The new study jibes with an Intergovernmental Panel on Climate Change (IPCC) report, also released on Thursday, that focuses on global warming impacts on the land, and vice versa. The authors of that report, too, highlighted the numerous environmental and health benefits of a plant-based diet. “You save on future climate-change damages,” says Springmann, who was not involved with Eshel’s recent study or the IPCC report. “You save on biodiversity impacts of deforestation. You save on chronic disease rates and therefore on your medical bills.”

Eshel and his colleagues specifically found that if all Americans switched away from meat, it would eliminate the need for pastureland and reduce the amount of high-quality cropland under cultivation by as much as 25 percent—an area as large as Montana. But what truly excites Eshel is how dramatically the swap could clean the nation’s waterways. Today excess nitrogen from fertilizer spills into rivers. This pollution causes toxic algal blooms that deplete oxygen, leaving vast dead zones that inflict tens of billions of dollars of economic damage. But many of the plants within Eshel’s diet require far less nitrogen fertilizer than plants grown to feed livestock. Overall, the study says, a vegetarian shift could prevent roughly 4.5 billion kilograms of nitrogen from being discharged into U.S. waterways—a number far greater than the nitrogen currently rushing through the Mississippi en route to the Gulf of Mexico.

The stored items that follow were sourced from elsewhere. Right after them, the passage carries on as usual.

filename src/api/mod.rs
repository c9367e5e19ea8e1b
pub mod error;
pub mod handlers;
pub mod middleware;
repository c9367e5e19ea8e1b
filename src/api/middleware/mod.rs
pub mod request_id;
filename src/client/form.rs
use super::encode::{encode_all, encode_all_with};
use super::{ClientError, EncodedImage, UploadAck, UploadClient};
use crate::utils::validation::describe_missing;
use std::future::Future;
use std::path::PathBuf;
use tracing::{error, info};
use validator::Validate;

/// State behind the upload form.
#[derive(Debug, Default, Validate)]
pub struct MangaForm {
    #[validate(length(min = 1))]
    pub title: String,
    #[validate(length(min = 1))]
    pub author: String,
    #[validate(length(min = 1))]
    pub tags: String,
    #[validate(length(min = 1))]
    pub cap_number: String,
    images: Vec<EncodedImage>,
    loading: bool,
}

impl MangaForm {
    pub fn new(
        title: impl Into<String>,
        author: impl Into<String>,
        tags: impl Into<String>,
        cap_number: impl Into<String>,
    ) -> Self {
        Self {
            title: title.into(),
            author: author.into(),
            tags: tags.into(),
            cap_number: cap_number.into(),
            ..Default::default()
        }
    }

    pub fn images(&self) -> &[EncodedImage] {
        &self.images
    }

    pub fn is_loading(&self) -> bool {
        self.loading
    }

    /// Converts every selected file to a data URL. Returns how many were converted.
    pub async fn on_files_selected(&mut self, paths: Vec<PathBuf>) -> Result<usize, ClientError> {
        if paths.is_empty() {
            return Ok(0);
        }
        self.loading = true;
        let result = encode_all(paths).await;
        self.finish_selection(result)
    }

    /// Same as [`on_files_selected`](Self::on_files_selected) with a custom decoder.
    pub async fn on_files_selected_with<F, Fut>(
        &mut self,
        paths: Vec<PathBuf>,
        decode: F,
    ) -> Result<usize, ClientError>
    where
        F: Fn(PathBuf) -> Fut,
        Fut: Future<Output = Result<EncodedImage, ClientError>> + Send + 'static,
    {
        if paths.is_empty() {
            return Ok(0);
        }
        self.loading = true;
        let result = encode_all_with(paths, decode).await;
        self.finish_selection(result)
    }

    fn finish_selection(
        &mut self,
        result: Result<Vec<EncodedImage>, ClientError>,
    ) -> Result<usize, ClientError> {
        self.loading = false;
        match result {
            Ok(images) => {
                info!("🖼️  Converted {} images", images.len());
                self.images = images;
                Ok(self.images.len())
            }
            Err(e) => {
                error!("❌ Failed to convert images: {}", e);
                Err(e)
            }
        }
    }

    /// Gate run before any network call
    pub fn check_ready(&self) -> Result<(), ClientError> {
        if let Err(errors) = self.validate() {
            return Err(ClientError::SubmitBlocked(describe_missing(&errors, &[])));
        }
        if self.images.is_empty() {
            return Err(ClientError::SubmitBlocked("No images selected".to_string()));
        }
        Ok(())
    }

    /// Uploads each converted image in its own request, one at a time.
    pub async fn on_submit(&mut self, client: &UploadClient) -> Result<Vec<UploadAck>, ClientError> {
        self.check_ready()?;

        self.loading = true;
        let mut acks = Vec::with_capacity(self.images.len());
        let mut outcome = Ok(());
        for image in &self.images {
            match client.upload(self, image).await {
                Ok(ack) => {
                    info!("📤 Uploaded {}: {}", image.filename, ack.message);
                    acks.push(ack);
                }
                Err(e) => {
                    outcome = Err(ClientError::Upload {
                        filename: image.filename.clone(),
                        source: Box::new(e),
                    });
                    break;
                }
            }
        }
        self.loading = false;

        outcome.map(|()| acks)
    }
}
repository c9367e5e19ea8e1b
pub mod list;
pub mod types;
pub mod upload;

pub use list::*;
pub use types::*;
pub use upload::*;
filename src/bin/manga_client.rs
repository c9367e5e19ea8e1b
use clap::{Parser, Subcommand};
use dotenvy::dotenv;
use manga_uploader::client::http::DEFAULT_SERVER;
use manga_uploader::client::{MangaForm, UploadClient};
use std::path::PathBuf;
use tracing::info;
use tracing_subscriber::{layer::SubscriberExt, util::SubscriberInitExt};

#[derive(Parser, Debug)]
#[command(author, version, about = "Upload manga pages to the manga uploader", long_about = None)]
struct Args {
    /// Base URL of the upload server
    #[arg(short, long, default_value = DEFAULT_SERVER)]
    server: String,

    #[command(subcommand)]
    command: Command,
}

#[derive(Subcommand, Debug)]
enum Command {
    /// Convert the given images and upload each one
    Upload {
        #[arg(long)]
        title: String,
        #[arg(long)]
        author: String,
        /// JSON array or comma separated list
        #[arg(long)]
        tags: String,
        /// Chapter number
        #[arg(long = "chapter", alias = "cap-number")]
        cap_number: String,
        #[arg(required = true)]
        files: Vec<PathBuf>,
    },
    /// List the images stored for a chapter
    List {
        #[arg(long, default_value = "Undead Unluck")]
        title: String,
        #[arg(long, default_value = "1")]
        chapter: String,
    },
}

#[tokio::main]
async fn main() -> anyhow::Result<()> {
    dotenv().ok();
    let args = Args::parse();

    tracing_subscriber::registry()
        .with(
            tracing_subscriber::EnvFilter::try_from_default_env()
                .unwrap_or_else(|_| "manga_client=info,manga_uploader=info".into()),
        )
        .with(tracing_subscriber::fmt::layer())
        .init();

    let client = UploadClient::new(&args.server)?;

    match args.command {
        Command::Upload {
            title,
            author,
            tags,
            cap_number,
            files,
        } => {
            let mut form = MangaForm::new(title, author, tags, cap_number);
            let converted = form.on_files_selected(files).await?;
            info!("🖼️  {} images ready", converted);

            let acks = form.on_submit(&client).await?;
            for ack in &acks {
                println!("{}", serde_json::to_string_pretty(ack)?);
            }
            info!("✅ Uploaded {} images", acks.len());
        }
        Command::List { title, chapter } => {
            let urls = client.fetch_listing(&title, &chapter).await?;
            for url in urls {
                println!("{}", url);
            }
        }
    }

    Ok(())
}
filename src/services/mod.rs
pub mod content_store;
pub mod github;
pub mod staging;
pub mod upload_service;
mod common;

use axum::{Router, extract::State, http::StatusCode};
use common::*;
use manga_uploader::client::{ClientError, MangaForm, UploadClient};
use manga_uploader::services::content_store::RemoteEntry;
use std::path::PathBuf;
use std::sync::Arc;
use std::sync::atomic::{AtomicUsize, Ordering};

async fn write_pages(dir: &std::path::Path, pages: &[(&str, &[u8])]) -> Vec<PathBuf> {
    let mut paths = Vec::new();
    for (name, bytes) in pages {
        let path = dir.join(name);
        tokio::fs::write(&path, bytes).await.unwrap();
        paths.push(path);
    }
    paths
}

#[tokio::test]
async fn test_form_uploads_each_image_once() {
    let app = setup_app(MockContentStore::default());
    let store = app.store.clone();
    let staging = app.staging.path().to_path_buf();
    let server = spawn(app.router.clone()).await;

    let files = tempfile::tempdir().unwrap();
    let paths = write_pages(
        files.path(),
        &[
            ("p1.png", &b"\x89PNG\r\n\x1a\npage one"[..]),
            ("p2.png", &b"\x89PNG\r\n\x1a\npage two"[..]),
            ("p3.png", &b"\x89PNG\r\n\x1a\npage three"[..]),
        ],
    )
    .await;

    let mut form = MangaForm::new("Undead Unluck", "Yoshifumi Tozuka", r#"["action","comedy"]"#, "1");
    assert_eq!(form.on_files_selected(paths).await.unwrap(), 3);

    let client = UploadClient::new(&server).unwrap();
    let acks = form.on_submit(&client).await.unwrap();

    assert_eq!(acks.len(), 3);
    assert!(acks.iter().all(|a| a.data.tags == vec!["action", "comedy"]));
    assert!(!form.is_loading());

    let commits = store.commits();
    assert_eq!(commits.len(), 3);
    for (commit, expected) in commits.iter().zip(["p1.png", "p2.png", "p3.png"]) {
        assert!(commit.path.starts_with("Undead Unluck/1/"));
        assert!(commit.path.ends_with(&format!("-{}", expected)));
    }
    assert_eq!(commits[1].content, b"\x89PNG\r\n\x1a\npage two");
    assert_eq!(staged_count(&staging), 0);
}

#[tokio::test]
async fn test_blocked_submit_sends_nothing() {
    let hits = Arc::new(AtomicUsize::new(0));
    let router = Router::new()
        .fallback(|State(hits): State<Arc<AtomicUsize>>| async move {
            hits.fetch_add(1, Ordering::SeqCst);
            StatusCode::OK
        })
        .with_state(hits.clone());
    let server = spawn(router).await;
    let client = UploadClient::new(&server).unwrap();

    let files = tempfile::tempdir().unwrap();
    let paths = write_pages(files.path(), &[("p1.png", &b"page"[..])]).await;

    for blank in ["title", "author", "tags", "capNumber"] {
        let mut form = MangaForm::new("T", "A", "x", "1");
        match blank {
            "title" => form.title.clear(),
            "author" => form.author.clear(),
            "tags" => form.tags.clear(),
            _ => form.cap_number.clear(),
        }
        form.on_files_selected(paths.clone()).await.unwrap();

        let err = form.on_submit(&client).await.unwrap_err();
        assert!(matches!(err, ClientError::SubmitBlocked(_)), "blank {blank}");
    }

    let mut no_images = MangaForm::new("T", "A", "x", "1");
    let err = no_images.on_submit(&client).await.unwrap_err();
    assert!(matches!(err, ClientError::SubmitBlocked(_)));

    assert_eq!(hits.load(Ordering::SeqCst), 0);
}

#[tokio::test]
async fn test_remote_failure_surfaces_server_error() {
    let app = setup_app(MockContentStore::failing());
    let server = spawn(app.router.clone()).await;

    let files = tempfile::tempdir().unwrap();
    let paths = write_pages(files.path(), &[("p1.png", &b"page"[..]), ("p2.png", &b"page"[..])]).await;

    let mut form = MangaForm::new("T", "A", "x", "1");
    form.on_files_selected(paths).await.unwrap();

    let err = form
        .on_submit(&UploadClient::new(&server).unwrap())
        .await
        .unwrap_err();

    match err {
        ClientError::Upload { filename, source } => {
            assert_eq!(filename, "p1.png");
            assert!(matches!(*source, ClientError::Server { status: 500, .. }));
        }
        other => panic!("unexpected error: {other}"),
    }
    assert_eq!(staged_count(app.staging.path()), 0);
}

#[tokio::test]
async fn test_fetch_listing() {
    let store = MockContentStore::default();
    store.directories.lock().unwrap().insert(
        "Undead Unluck/1".to_string(),
        vec![RemoteEntry {
            name: "1-p1.png".to_string(),
            path: "mangas/Undead Unluck/1/1-p1.png".to_string(),
            download_url: Some("https://raw.test/1-p1.png".to_string()),
            html_url: None,
        }],
    );
    let app = setup_app(store);
    let client = UploadClient::new(&spawn(app.router.clone()).await).unwrap();

    let urls = client.fetch_listing("Undead Unluck", "1").await.unwrap();
    assert_eq!(urls, vec!["https://raw.test/1-p1.png"]);

    let err = client.fetch_listing("Undead Unluck", "2").await.unwrap_err();
    assert!(matches!(err, ClientError::Server { status: 404, .. }));
}
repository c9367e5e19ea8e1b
use validator::ValidationErrors;

/// Longest staged name component we keep, in bytes
pub const MAX_FILENAME_LEN: usize = 200;

/// Sanitizes an uploaded filename so it can be used as a single path segment
/// both on the staging disk and in the remote repository.
pub fn sanitize_filename(filename: &str) -> String {
    // Only the last component survives, whichever separator the client used
    let name = filename
        .rsplit(['/', '\\'])
        .next()
        .unwrap_or("")
        .trim();

    if filename.contains("..") {
        tracing::warn!("Path traversal attempt detected: {}", filename);
    }

    let sanitized: String = name
        .chars()
        .map(|c| {
            if c.is_control()
                || c == ':'
                || c == '*'
                || c == '?'
                || c == '"'
                || c == '<'
                || c == '>'
                || c == '|'
                || c == ';'
                || c == '#'
                || c == '%'
            {
                '_'
            } else {
                c
            }
        })
        .collect();

    let sanitized = sanitized.trim_start_matches('.');

    let sanitized = if sanitized.len() > MAX_FILENAME_LEN {
        let mut end = MAX_FILENAME_LEN;
        while !sanitized.is_char_boundary(end) {
            end -= 1;
        }
        &sanitized[..end]
    } else {
        sanitized
    };

    if sanitized.is_empty() {
        "unnamed".to_string()
    } else {
        sanitized.to_string()
    }
}

/// Renders the fields that failed a presence check as a stable, sorted list
pub fn describe_missing(errors: &ValidationErrors, extra: &[&str]) -> String {
    let mut fields: Vec<String> = errors
        .field_errors()
        .keys()
        .map(|k| k.to_string())
        .chain(extra.iter().map(|e| e.to_string()))
        .collect();
    fields.sort_unstable();
    fields.dedup();
    format!("Missing required fields: {}", fields.join(", "))
}
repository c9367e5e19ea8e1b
use super::content_store::{ContentStore, RemoteCommitResult, RemoteEntry, RemoteStoreError};
use crate::config::AppConfig;
use async_trait::async_trait;
use base64::Engine;
use percent_encoding::{AsciiSet, CONTROLS, utf8_percent_encode};
use reqwest::{Client, StatusCode, header};
use serde::{Deserialize, Serialize};
use tracing::{error, info};

/// Root directory inside the repository that all uploads live under
pub const CONTENT_ROOT: &str = "mangas";

const PATH_SEGMENT: &AsciiSet = &CONTROLS
    .add(b' ')
    .add(b'"')
    .add(b'#')
    .add(b'%')
    .add(b'<')
    .add(b'>')
    .add(b'?')
    .add(b'`')
    .add(b'{')
    .add(b'}')
    .add(b'/');

#[derive(Serialize)]
struct PutContentRequest<'a> {
    message: &'a str,
    content: String,
}

#[derive(Deserialize)]
struct PutContentResponse {
    content: Option<ContentInfo>,
}

#[derive(Deserialize)]
struct ContentInfo {
    html_url: Option<String>,
}

#[derive(Deserialize)]
struct ApiErrorBody {
    message: Option<String>,
}

/// Content store backed by the GitHub repository contents API.
pub struct GithubContentStore {
    client: Client,
    api_url: String,
    owner: String,
    repo: String,
    token: String,
}

impl GithubContentStore {
    pub fn new(
        client: Client,
        api_url: String,
        owner: String,
        repo: String,
        token: String,
    ) -> Self {
        Self {
            client,
            api_url: api_url.trim_end_matches('/').to_string(),
            owner,
            repo,
            token,
        }
    }

    pub fn from_config(config: &AppConfig) -> Self {
        Self::new(
            Client::new(),
            config.github_api_url.clone(),
            config.github_owner.clone(),
            config.github_repo.clone(),
            config.github_token.clone(),
        )
    }

    /// `<api>/repos/<owner>/<repo>/contents/mangas/<path>`, each segment escaped
    pub fn contents_url(&self, remote_path: &str) -> String {
        let encoded: Vec<String> = remote_path
            .split('/')
            .filter(|s| !s.is_empty())
            .map(|s| utf8_percent_encode(s, PATH_SEGMENT).to_string())
            .collect();
        format!(
            "{}/repos/{}/{}/contents/{}/{}",
            self.api_url,
            self.owner,
            self.repo,
            CONTENT_ROOT,
            encoded.join("/")
        )
    }

    fn request(&self, method: reqwest::Method, url: &str) -> reqwest::RequestBuilder {
        self.client
            .request(method, url)
            .bearer_auth(&self.token)
            .header(header::ACCEPT, "application/vnd.github+json")
            .header(
                header::USER_AGENT,
                concat!(env!("CARGO_PKG_NAME"), "/", env!("CARGO_PKG_VERSION")),
            )
    }

    async fn rejection(response: reqwest::Response) -> RemoteStoreError {
        let status = response.status();
        let raw = response.text().await.unwrap_or_default();
        let message = serde_json::from_str::<ApiErrorBody>(&raw)
            .ok()
            .and_then(|b| b.message)
            .unwrap_or_else(|| status.to_string());
        RemoteStoreError::Rejected {
            status: status.as_u16(),
            message,
        }
    }
}

#[async_trait]
impl ContentStore for GithubContentStore {
    async fn put_file(
        &self,
        remote_path: &str,
        content: Vec<u8>,
        message: &str,
    ) -> Result<RemoteCommitResult, RemoteStoreError> {
        let url = self.contents_url(remote_path);
        let body = PutContentRequest {
            message,
            content: base64::engine::general_purpose::STANDARD.encode(&content),
        };

        let response = match self
            .request(reqwest::Method::PUT, &url)
            .json(&body)
            .send()
            .await
        {
            Ok(r) => r,
            Err(e) => {
                error!("❌ Upload to GitHub failed: {}", e);
                return Err(e.into());
            }
        };

        if !response.status().is_success() {
            let err = Self::rejection(response).await;
            if let RemoteStoreError::Rejected { message, .. } = &err {
                error!("❌ Upload to GitHub failed: {}", message);
            }
            return Err(err);
        }

        let parsed: PutContentResponse = response.json().await.map_err(|e| {
            error!("❌ Unreadable GitHub response: {}", e);
            RemoteStoreError::MalformedResponse(e.to_string())
        })?;

        let content_url = parsed
            .content
            .and_then(|c| c.html_url)
            .ok_or_else(|| {
                RemoteStoreError::MalformedResponse("missing content.html_url".to_string())
            })?;

        info!("✅ Committed {} -> {}", remote_path, content_url);
        Ok(RemoteCommitResult { content_url })
    }

    async fn list_directory(&self, remote_dir: &str) -> Result<Vec<RemoteEntry>, RemoteStoreError> {
        let url = self.contents_url(remote_dir);
        let response = self.request(reqwest::Method::GET, &url).send().await?;

        if response.status() == StatusCode::NOT_FOUND {
            return Err(RemoteStoreError::NotFound(remote_dir.to_string()));
        }
        if !response.status().is_success() {
            return Err(Self::rejection(response).await);
        }

        // A file path answers with a single object instead of an array
        let value: serde_json::Value = response
            .json()
            .await
            .map_err(|e| RemoteStoreError::MalformedResponse(e.to_string()))?;
        if !value.is_array() {
            return Err(RemoteStoreError::MalformedResponse(format!(
                "{} is not a directory",
                remote_dir
            )));
        }
        serde_json::from_value(value).map_err(|e| RemoteStoreError::MalformedResponse(e.to_string()))
    }
}
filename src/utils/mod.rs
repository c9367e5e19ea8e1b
pub mod tags;
pub mod validation;
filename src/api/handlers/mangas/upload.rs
use crate::api::error::AppError;
use crate::services::staging::StagedFile;
use crate::services::upload_service::{UploadFields, UploadResponse};
use axum::{
    Json,
    extract::{Multipart, State, multipart::MultipartError},
    http::StatusCode,
};
use futures::TryStreamExt;
use tokio_util::io::StreamReader;

use super::types::*;

fn multipart_error(e: MultipartError) -> AppError {
    if e.status() == StatusCode::PAYLOAD_TOO_LARGE {
        AppError::PayloadTooLarge("Request body exceeds the maximum allowed limit".to_string())
    } else {
        AppError::BadRequest(e.body_text())
    }
}

fn staging_error(e: std::io::Error) -> AppError {
    match e
        .get_ref()
        .and_then(|inner| inner.downcast_ref::<MultipartError>())
    {
        Some(inner) if inner.status() == StatusCode::PAYLOAD_TOO_LARGE => {
            AppError::PayloadTooLarge("Request body exceeds the maximum allowed limit".to_string())
        }
        Some(inner) => AppError::BadRequest(inner.body_text()),
        None => AppError::Internal(format!("Failed to stage upload: {}", e)),
    }
}

#[utoipa::path(
    post,
    path = "/mangas/upload",
    request_body(content = UploadForm, content_type = "multipart/form-data"),
    responses(
        (status = 200, description = "Manga committed to the repository", body = UploadResponse),
        (status = 400, description = "Missing required fields"),
        (status = 413, description = "Payload too large"),
        (status = 500, description = "Processing or remote store failure")
    ),
    tag = "mangas"
)]
pub async fn upload_manga(
    State(state): State<crate::AppState>,
    mut multipart: Multipart,
) -> Result<Json<UploadResponse>, AppError> {
    let mut fields = UploadFields::default();
    let mut staged: Option<StagedFile> = None;

    let received: Result<(), AppError> = async {
        while let Some(field) = multipart.next_field().await.map_err(multipart_error)? {
            let name = field.name().unwrap_or_default().to_string();

            match name.as_str() {
                IMAGE_FIELD if staged.is_none() => {
                    // Only a file part counts as the image
                    let Some(original_filename) = field.file_name().map(str::to_string) else {
                        tracing::warn!("Ignoring '{}' part without a filename", IMAGE_FIELD);
                        continue;
                    };
                    let reader = StreamReader::new(field.map_err(std::io::Error::other));
                    let file = state
                        .staging
                        .stage(&original_filename, reader)
                        .await
                        .map_err(staging_error)?;
                    tracing::info!(
                        "📥 Staged {} ({} bytes) as {}",
                        original_filename,
                        file.size,
                        file.filename
                    );
                    staged = Some(file);
                }
                TITLE_FIELD => fields.title = field.text().await.map_err(multipart_error)?,
                AUTHOR_FIELD => fields.author = field.text().await.map_err(multipart_error)?,
                TAGS_FIELD => fields.tags = field.text().await.map_err(multipart_error)?,
                CHAPTER_FIELD => {
                    let text = field.text().await.map_err(multipart_error)?;
                    fields.chapter = Some(text).filter(|t| !t.is_empty());
                }
                _ => {}
            }
        }
        Ok(())
    }
    .await;

    if let Err(e) = received {
        if let Some(file) = staged.take() {
            file.discard().await;
        }
        // Drain what is left so the client sees our response instead of a reset
        tracing::warn!("Upload failed early: {}. Consuming remaining stream...", e);
        while let Ok(Some(mut field)) = multipart.next_field().await {
            while let Ok(Some(_)) = field.chunk().await {}
        }
        return Err(e);
    }

    let response = state.upload_service.handle_upload(fields, staged).await?;
    Ok(Json(response))
}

But Marty Matlock, a professor of ecological engineering at the University of Arkansas, who was not involved in the study, points out that Eshel and his colleagues’ assessment does not reflect the reality of the U.S. food system. “This doesn’t consider the impact of this sort of diet on those who can’t afford to buy the vegetables,” he says. “Just ask, ‘Why do we have an obesity problem at the same time we have a food security problem?’ Because the cheapest food you can eat is a McDonald’s Happy Meal.” There are many “food deserts,” he says, where vegetables are expensive and even hard to find—not to mention the fact that it also takes an environmental toll to grow asparagus in Mexico or Peru before shipping it to the U.S. (Eshel’s study did not consider this factor.) Instead Matlock argues that the best diet moving forward just might involve algae, which are not only packed with twice as much protein as meat, plus vitamins and minerals, but can be grown in nonpotable water. Matlock notes that we have even been eating algae—particularly seaweed—for thousands of years and that the recent proliferation of algal powders as food supplements suggests many people might be willing to jump onboard.

The authors of the new study do acknowledge that one of the environmental downsides to their proposed shift away from meat is that food-related water use would actually increase 15 percent. Moreover, although the change would reduce greenhouse gas emissions, it would only do so by 6 percent. “It won’t buy you a get-out-of-jail solution to climate change,” Eshel says. Matlock agrees, pointing out that the greenhouse gas contribution of the food system is a drop in the bucket as compared with burning fossil fuels. The focus, he says, should be on reducing that fossil-fuel use, updating our transportation grids and sequestering carbon in soil. “We need to keep our eye on that ball,” he adds, “and not get distracted by asparagus and green peppers.”